The main source of excitement in the second half had come from
waiting to see which Packer would score next and how much
elevation he would get while leaping into the arms of Green Bay
fans in the end zone stands. Favre, despite throwing three
touchdown passes, abstained from taking any Lambeau Leaps,
explaining that he needed to "work a little bit more on my
vertical jump."
Let us climb out on a limb and predict that before this season
is over, some team will give Green Bay a game. Until that
occurs, however, the NFL might consider enacting a mercy rule.
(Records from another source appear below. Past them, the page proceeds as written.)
//! Normalized interaction records produced by event capture.

use std::collections::BTreeMap;

use serde::{Deserialize, Serialize};

/// The ten interaction kinds the pipeline understands.
#[derive(Debug, Clone, Copy, PartialEq, Eq, Hash, PartialOrd, Ord, Serialize, Deserialize)]
#[serde(rename_all = "snake_case")]
pub enum BehaviorKind {
    Click,
    Move,
    Scroll,
    Key,
    Focus,
    Blur,
    Touch,
    Resize,
    Visibility,
    Network,
}

impl BehaviorKind {
    pub const ALL: [BehaviorKind; 10] = [
        Self::Click,
        Self::Move,
        Self::Scroll,
        Self::Key,
        Self::Focus,
        Self::Blur,
        Self::Touch,
        Self::Resize,
        Self::Visibility,
        Self::Network,
    ];

    /// Pointer-style kinds whose coordinates must be finite when present.
    pub fn is_pointer(self) -> bool {
        matches!(self, Self::Click | Self::Move | Self::Touch)
    }

    /// Kinds emitted by the host environment rather than by a DOM target.
    pub fn is_system(self) -> bool {
        matches!(self, Self::Visibility | Self::Network | Self::Resize)
    }

    pub fn as_str(self) -> &'static str {
        match self {
            Self::Click => "click",
            Self::Move => "move",
            Self::Scroll => "scroll",
            Self::Key => "key",
            Self::Focus => "focus",
            Self::Blur => "blur",
            Self::Touch => "touch",
            Self::Resize => "resize",
            Self::Visibility => "visibility",
            Self::Network => "network",
        }
    }
}

impl std::fmt::Display for BehaviorKind {
    fn fmt(&self, f: &mut std::fmt::Formatter<'_>) -> std::fmt::Result {
        f.write_str(self.as_str())
    }
}

/// Identity of the element an interaction targeted.
#[derive(Debug, Clone, Default, PartialEq, Eq, Serialize, Deserialize)]
pub struct TargetDescriptor {
    /// Upper-case tag name (`A`, `BUTTON`, ...). System records use `DOCUMENT`.
    pub tag: String,
    pub id: String,
    pub class_name: String,
    /// `data-*` attributes with the `data-` prefix stripped.
    pub data: BTreeMap<String, String>,
}

impl TargetDescriptor {
    pub fn new(tag: impl Into<String>) -> Self {
        Self {
            tag: tag.into().to_ascii_uppercase(),
            ..Default::default()
        }
    }

    /// Descriptor used for window/document-level records.
    pub fn document() -> Self {
        Self::new("DOCUMENT")
    }

    pub fn with_id(mut self, id: impl Into<String>) -> Self {
        self.id = id.into();
        self
    }

    pub fn with_class(mut self, class_name: impl Into<String>) -> Self {
        self.class_name = class_name.into();
        self
    }

    pub fn with_data(mut self, key: impl Into<String>, value: impl Into<String>) -> Self {
        self.data.insert(key.into(), value.into());
        self
    }

    /// Key identifying the element for dwell-time pairing.
    pub fn element_key(&self) -> String {
        format!("{}:{}:{}", self.tag, self.id, self.class_name)
    }
}

#[derive(Debug, Clone, Copy, PartialEq, Serialize, Deserialize)]
pub struct Point {
    pub x: f64,
    pub y: f64,
}

impl Point {
    pub fn distance_to(&self, other: &Point) -> f64 {
        ((other.x - self.x).powi(2) + (other.y - self.y).powi(2)).sqrt()
    }

    pub fn is_finite(&self) -> bool {
        self.x.is_finite() && self.y.is_finite()
    }
}

#[derive(Debug, Clone, Copy, Default, PartialEq, Serialize, Deserialize)]
pub struct Viewport {
    pub width: f64,
    pub height: f64,
    pub scroll_x: f64,
    pub scroll_y: f64,
}

#[derive(Debug, Clone, Copy, PartialEq, Serialize, Deserialize)]
pub struct DeviceContext {
    pub pixel_ratio: f64,
    pub touch_points: u32,
}

impl Default for DeviceContext {
    fn default() -> Self {
        Self {
            pixel_ratio: 1.0,
            touch_points: 0,
        }
    }
}

/// Payload carried by system-sourced records.
#[derive(Debug, Clone, Copy, PartialEq, Eq, Serialize, Deserialize)]
#[serde(tag = "type", rename_all = "snake_case")]
pub enum RecordDetail {
    Visibility { hidden: bool },
    Network { online: bool },
}

/// One normalized interaction. Immutable once built.
#[derive(Debug, Clone, PartialEq, Serialize, Deserialize)]
pub struct BehaviorRecord {
    kind: BehaviorKind,
    timestamp_ms: u64,
    target: TargetDescriptor,
    coordinates: Option<Point>,
    viewport: Viewport,
    device: DeviceContext,
    detail: Option<RecordDetail>,
}

impl BehaviorRecord {
    pub fn builder(kind: BehaviorKind, timestamp_ms: u64) -> BehaviorRecordBuilder {
        BehaviorRecordBuilder::new(kind, timestamp_ms)
    }

    pub fn kind(&self) -> BehaviorKind {
        self.kind
    }

    /// Monotonic timestamp in milliseconds.
    pub fn timestamp_ms(&self) -> u64 {
        self.timestamp_ms
    }

    pub fn target(&self) -> &TargetDescriptor {
        &self.target
    }

    pub fn coordinates(&self) -> Option<Point> {
        self.coordinates
    }

    pub fn viewport(&self) -> &Viewport {
        &self.viewport
    }

    pub fn device(&self) -> &DeviceContext {
        &self.device
    }

    pub fn detail(&self) -> Option<RecordDetail> {
        self.detail
    }

    /// `Some(hidden)` for visibility records.
    pub fn hidden(&self) -> Option<bool> {
        match self.detail {
            Some(RecordDetail::Visibility { hidden }) => Some(hidden),
            _ => None,
        }
    }
}

/// Builder for [`BehaviorRecord`]. The record is frozen by [`BehaviorRecordBuilder::build`].
#[derive(Debug, Clone)]
pub struct BehaviorRecordBuilder {
    record: BehaviorRecord,
}

impl BehaviorRecordBuilder {
    pub fn new(kind: BehaviorKind, timestamp_ms: u64) -> Self {
        Self {
            record: BehaviorRecord {
                kind,
                timestamp_ms,
                target: TargetDescriptor::document(),
                coordinates: None,
                viewport: Viewport::default(),
                device: DeviceContext::default(),
                detail: None,
            },
        }
    }

    pub fn target(mut self, target: TargetDescriptor) -> Self {
        self.record.target = target;
        self
    }

    pub fn coordinates(mut self, x: f64, y: f64) -> Self {
        self.record.coordinates = Some(Point { x, y });
        self
    }

    pub fn maybe_coordinates(mut self, point: Option<Point>) -> Self {
        self.record.coordinates = point;
        self
    }

    pub fn viewport(mut self, viewport: Viewport) -> Self {
        self.record.viewport = viewport;
        self
    }

    pub fn scroll_y(mut self, scroll_y: f64) -> Self {
        self.record.viewport.scroll_y = scroll_y;
        self
    }

    pub fn device(mut self, device: DeviceContext) -> Self {
        self.record.device = device;
        self
    }

    pub fn touch_points(mut self, touch_points: u32) -> Self {
        self.record.device.touch_points = touch_points;
        self
    }

    pub fn detail(mut self, detail: RecordDetail) -> Self {
        self.record.detail = Some(detail);
        self
    }

    pub fn build(self) -> BehaviorRecord {
        self.record
    }
}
After holding the Chargers to 33 yards rushing and handing coach
Bobby Ross the worst loss in his five-year NFL career, the
undefeated, untested Packers had outscored their three opponents
this season 115-26. They had yielded five turnovers against 13
takeaways, the last of those thefts being the most dramatic. The
Butler did it.
Just as the Chargers showed a glimmer of life by driving to
Green Bay's 12-yard line with just under seven minutes to play
and the Pack leading by 18, strong safety LeRoy Butler suckered
quarterback Stan Humphries into throwing his second interception
of the day (Butler picked off the first one, too). A little more
than a month after being fitted for contact lenses--he had his
eyes examined after dropping a potential interception in the
preseason--Butler correctly read a look-in pass to San Diego
running back Terrell Fletcher.
In high-stepping the final 30 yards of his 90-yard return,
Butler expended energy he otherwise needed to propel himself
into the stands. His Lambeau Leap was by far the weakest of the
day, with the faithful hauling him into the seats like a
distressed swimmer into a boat. "Cut the man some slack,"
Packers free safety Eugene Robinson said afterward. "If I ever
run that far for a touchdown, I'm bringing a stepladder."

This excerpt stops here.